The End of the Rove
October 26, 2006
Two weeks away from the midterms, and the Republicans are engaging in dirty tricks, lying about the war, and dodging their disastrous record.
But they do not appear to have formulated a strategy that's likely to put their candidates over the top. Karl Rove to the contrary--in his dramatically tetchy interview on NPR Wednesday, the "architect" insisted the Republicans would retain control of the House and Senate--things are not looking too good.
One positive effect of Republican disarray is that the Rove style of politics--distracting voters from the issues that matter with divisive tabloid gossip--may finally fail.

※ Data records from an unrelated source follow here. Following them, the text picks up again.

//! Application server
//!
//! This module provides the main application server implementation
//! including initialization and graceful shutdown handling.

use crate::{
    config::Settings,
    server::{routes, state::AppState},
};
use anyhow::{Context, Result};
use std::net::SocketAddr;
use tokio::signal;

/// Main application struct
pub struct App {
    settings: Settings,
    state: AppState,
}

impl App {
    /// Create a new application instance
    pub fn new(settings: Settings) -> Result<Self> {
        tracing::debug!("Initializing application state");
        let state = AppState::new(settings.clone())?;

        Ok(Self { settings, state })
    }

    /// Run the server with graceful shutdown support
    ///
    /// The server will shut down gracefully when receiving SIGINT (Ctrl+C)
    /// or SIGTERM signals. In-flight relay requests run to completion.
    pub async fn run_with_graceful_shutdown(self) -> Result<()> {
        let addr = self
            .settings
            .server_addr()
            .parse::<SocketAddr>()
            .with_context(|| format!("Invalid listen address {}", self.settings.server_addr()))?;
        let router = routes::create_router(self.state);

        tracing::info!("Starting server on {} with graceful shutdown enabled", addr);

        let listener = tokio::net::TcpListener::bind(addr)
            .await
            .with_context(|| format!("Failed to bind {}", addr))?;

        axum::serve(listener, router)
            .with_graceful_shutdown(shutdown_signal())
            .await?;

        Ok(())
    }

    /// Get a reference to the application state
    pub fn state(&self) -> &AppState {
        &self.state
    }
}

/// Create a future that completes when a shutdown signal is received
async fn shutdown_signal() {
    let ctrl_c = async {
        if let Err(e) = signal::ctrl_c().await {
            tracing::error!(error = %e, "Failed to install Ctrl+C handler");
            std::future::pending::<()>().await;
        }
    };

    #[cfg(unix)]
    let terminate = async {
        match signal::unix::signal(signal::unix::SignalKind::terminate()) {
            Ok(mut stream) => {
                stream.recv().await;
            }
            Err(e) => {
                tracing::error!(error = %e, "Failed to install SIGTERM handler");
                std::future::pending::<()>().await;
            }
        }
    };

    #[cfg(not(unix))]
    let terminate = std::future::pending::<()>();

    tokio::select! {
        _ = ctrl_c => {
            tracing::info!("Received Ctrl+C, initiating graceful shutdown");
        }
        _ = terminate => {
            tracing::info!("Received SIGTERM, initiating graceful shutdown");
        }
    }
}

Rove's style of politics, if not his actual fingerprints, were all over the low-blow political ad in Tennessee that featured a white woman winking and leering about meeting immensely popular African American candidate Harold Ford at a "Playboy party." The Republicans never expected the threat Ford poses to their Republican-held Senate seat in Tennessee. No African American has won there since Reconstruction.
Playing the race card at the end of the campaign is a classic dirty trick in the mold of the Rove-inspired innuendo about John McCain's "black child" in the South Carolina Presidential primary. This time, the strategy seems to have backfired, though. The ad itself has become a focus of attention, instead of Ford's sex life.
Ford has a winning comeback: "You know your opponent is scared when the main opposition against you is, 'my opponent likes girls.'"
Look for more sleaze as Election Day draws near. The landmark New Jersey court decision backing full rights for gay couples will no doubt provide some fodder for God, guns, and gays distraction.
On Iraq, the President's Wednesday news conference—in which he admitted failures including "the bombing of the U.N. headquarters in Baghdad, the fact that we did not find stockpiles of weapons of mass destruction, and the continued loss of some of America's finest sons and daughters"—did nothing to shore up confidence. October has been the most deadly month for U.S. troops in the last year. Death squad activity has made Baghdad even less safe than it was a year ago. The civil war raging in Iraq shows no signs of letting up.
Maybe that's why White House Press Secretary Tony Snow announced that "stay the course" is no longer Administration policy in Iraq. The U.S. plan needs to be "flexible" as the situation there changes.
Weaving off course, without any clear plan, isn't much better than pursuing a disastrous policy full-throttle, though.
In that context, Senator Bill Frist, among other Republicans, has said the candidates running in the midterm elections need "to get Americans to focus on pocketbook issues, and not on the Iraq and terror issues."
But pocketbook issues are hardly the Republicans' strong suit. Gas prices, the economy, the deficit, and political corruption have soured middle class voters on Republican leadership, polls show.
That leaves sleaze, the culture wars, and fear.
Karl Rove is right about one thing: The Democrats, he said on NPR, have a "dramatically unclear" message on Iraq and other issues.
The midterms, he says, are "not about party, but about individual candidates."
Likewise, David Brooks observes in The New York Times that the era of ideological conservatism is over. Independent candidates like John McCain are the future, he asserts, since the Bush style of governance has been discredited. Sounds like a convenient refuge for a former booster of the Bush revolution. But it's true that voter disgust with the Republicans does not add up to a rise in Democratic partisans.
However things turn out in November, one positive effect of Republican disarray is that the Rove style of politics--distracting voters from the issues that matter with divisive tabloid gossip--may finally fail.